By Grant Howe and Stacy Dyer
At the 2012 Nonprofit Technology Conference (#12NTC) in San Francisco, California, we led a session called Nerd, Geek, and Gear Herding 2.0. Building on last year’s session, we were pleased that this year we had the opportunity to introduce the “crowdsourcing” experiment to collectively solve our nonprofit technology problems.
#1: Bridge Communication Gaps
Our first “crowdsourced” dilemma asked how to deal with a strong technologist who is working towards the right goals, but struggles with communication style. The importance of resolving the communications issues vs. insulating the technologist from communications was discussed. Solutions included bridging communication style gaps with coaching and buffering systems. Appropriately timed conversations can provide focus–sometimes geeks don’t like to be interrupted!

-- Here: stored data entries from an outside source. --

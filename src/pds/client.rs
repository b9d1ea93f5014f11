//! XRPC client for the AT Protocol PDS.

use crate::pds::SnapshotSource;
use crate::utils::errors::BackupError;
use crate::Result;
use async_trait::async_trait;
use reqwest::{Response, StatusCode};
use serde::{Deserialize, Serialize};
use serde_json::Value;
use tracing::debug;

pub const DEFAULT_SERVICE_URL: &str = "https://bsky.social";
pub const POST_COLLECTION: &str = "app.bsky.feed.post";

/// Authenticated session returned by `com.atproto.server.createSession`.
#[derive(Debug, Clone, Serialize, Deserialize)]
#[serde(rename_all = "camelCase")]
pub struct Session {
    pub did: String,
    pub handle: String,
    pub access_jwt: String,
    pub refresh_jwt: String,
}

/// One record from `com.atproto.repo.listRecords`. The record value keeps
/// its duck-typed shape (`text`, `createdAt`, optional embeds) as JSON.
#[derive(Debug, Clone, PartialEq, Serialize, Deserialize)]
pub struct RawRecord {
    pub uri: String,
    pub cid: String,
    pub value: Value,
}

#[derive(Deserialize)]
struct ListRecordsResponse {
    records: Vec<RawRecord>,
}

pub struct PdsClient {
    http: reqwest::Client,
    service_url: String,
    access_token: Option<String>,
}

impl PdsClient {
    pub fn new(service_url: impl Into<String>) -> Self {
        Self {
            http: reqwest::Client::new(),
            service_url: service_url.into(),
            access_token: None,
        }
    }

    pub fn with_token(mut self, token: impl Into<String>) -> Self {
        self.access_token = Some(token.into());
        self
    }

    fn xrpc(&self, method: &str) -> String {
        format!("{}/xrpc/{}", self.service_url.trim_end_matches('/'), method)
    }

    fn authed(&self, req: reqwest::RequestBuilder) -> reqwest::RequestBuilder {
        match &self.access_token {
            Some(token) => req.bearer_auth(token),
            None => req,
        }
    }

    /// Log in with handle (or email) and password.
    pub async fn create_session(&self, identifier: &str, password: &str) -> Result<Session> {
        let body = serde_json::json!({ "identifier": identifier, "password": password });
        let resp = self
            .http
            .post(self.xrpc("com.atproto.server.createSession"))
            .json(&body)
            .send()
            .await?;
        let session = check(resp).await?.json::<Session>().await?;
        debug!(did = %session.did, handle = %session.handle, "session created");
        Ok(session)
    }

    /// Full repository export (`com.atproto.sync.getRepo`) as CAR bytes.
    pub async fn get_repo(&self, did: &str) -> Result<Vec<u8>> {
        let resp = self
            .authed(self.http.get(self.xrpc("com.atproto.sync.getRepo")))
            .query(&[("did", did)])
            .send()
            .await?;
        let bytes = check(resp).await?.bytes().await?;
        Ok(bytes.to_vec())
    }

    /// List records in a collection (`com.atproto.repo.listRecords`).
    pub async fn list_collection(
        &self,
        repo: &str,
        collection: &str,
        limit: u32,
    ) -> Result<Vec<RawRecord>> {
        let resp = self
            .authed(self.http.get(self.xrpc("com.atproto.repo.listRecords")))
            .query(&[
                ("repo", repo),
                ("collection", collection),
                ("limit", &limit.to_string()),
            ])
            .send()
            .await?;
        let listing = check(resp).await?.json::<ListRecordsResponse>().await?;
        Ok(listing.records)
    }
}

async fn check(resp: Response) -> Result<Response> {
    let status = resp.status();
    if status.is_success() {
        return Ok(resp);
    }
    let body = resp
        .text()
        .await
        .unwrap_or_else(|_| "Unknown error".to_string());
    if status == StatusCode::UNAUTHORIZED || status == StatusCode::FORBIDDEN {
        Err(BackupError::Authentication(format!("{status} - {body}")))
    } else {
        Err(BackupError::Pds(format!("{status} - {body}")))
    }
}

#[async_trait]
impl SnapshotSource for PdsClient {
    async fn fetch_archive(&self, did: &str) -> Result<Vec<u8>> {
        self.get_repo(did).await
    }

    async fn list_records(&self, did: &str, limit: u32) -> Result<Vec<RawRecord>> {
        self.list_collection(did, POST_COLLECTION, limit).await
    }
}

#2: Managing Without Authority
Second, we talked tips for managing without authority, such as when you need to get buy-in from executives or board leadership. Here the crowd agreed you need to offer solutions, not just bring problems. Also, face-to-face communication is better than email to build trust.
#3: When It Ain’t Broke
Third, we talked about some of the implication to being “too good” at your job. When the server never crashes (because you’ve moved your IT infrastructure to the cloud), how do you get buy-in for incremental improvements? The key is to leverage technology and technical personnel as trainers and thought leaders within your organization. Raise the visibility of high-tech projects and people.
#4: Newbies Welcome
Finally, the “crowd” offered tips for making valuable, newly hired technical staff feel welcome. Tips included having all the resources they need (eg, desk, email, paperwork) ready to go. Invite the new employee to a welcome lunch with staff they will need to work with on a regular basis. Have them pass out treats as way to introduce them to other staff around the office.
Overall, our first “crowdsource” was a great success! If you have other tips or suggestions, please add them to the comments here! NTEN, thanks again for another great conference and we look forward to continuing our “experiment” again next year!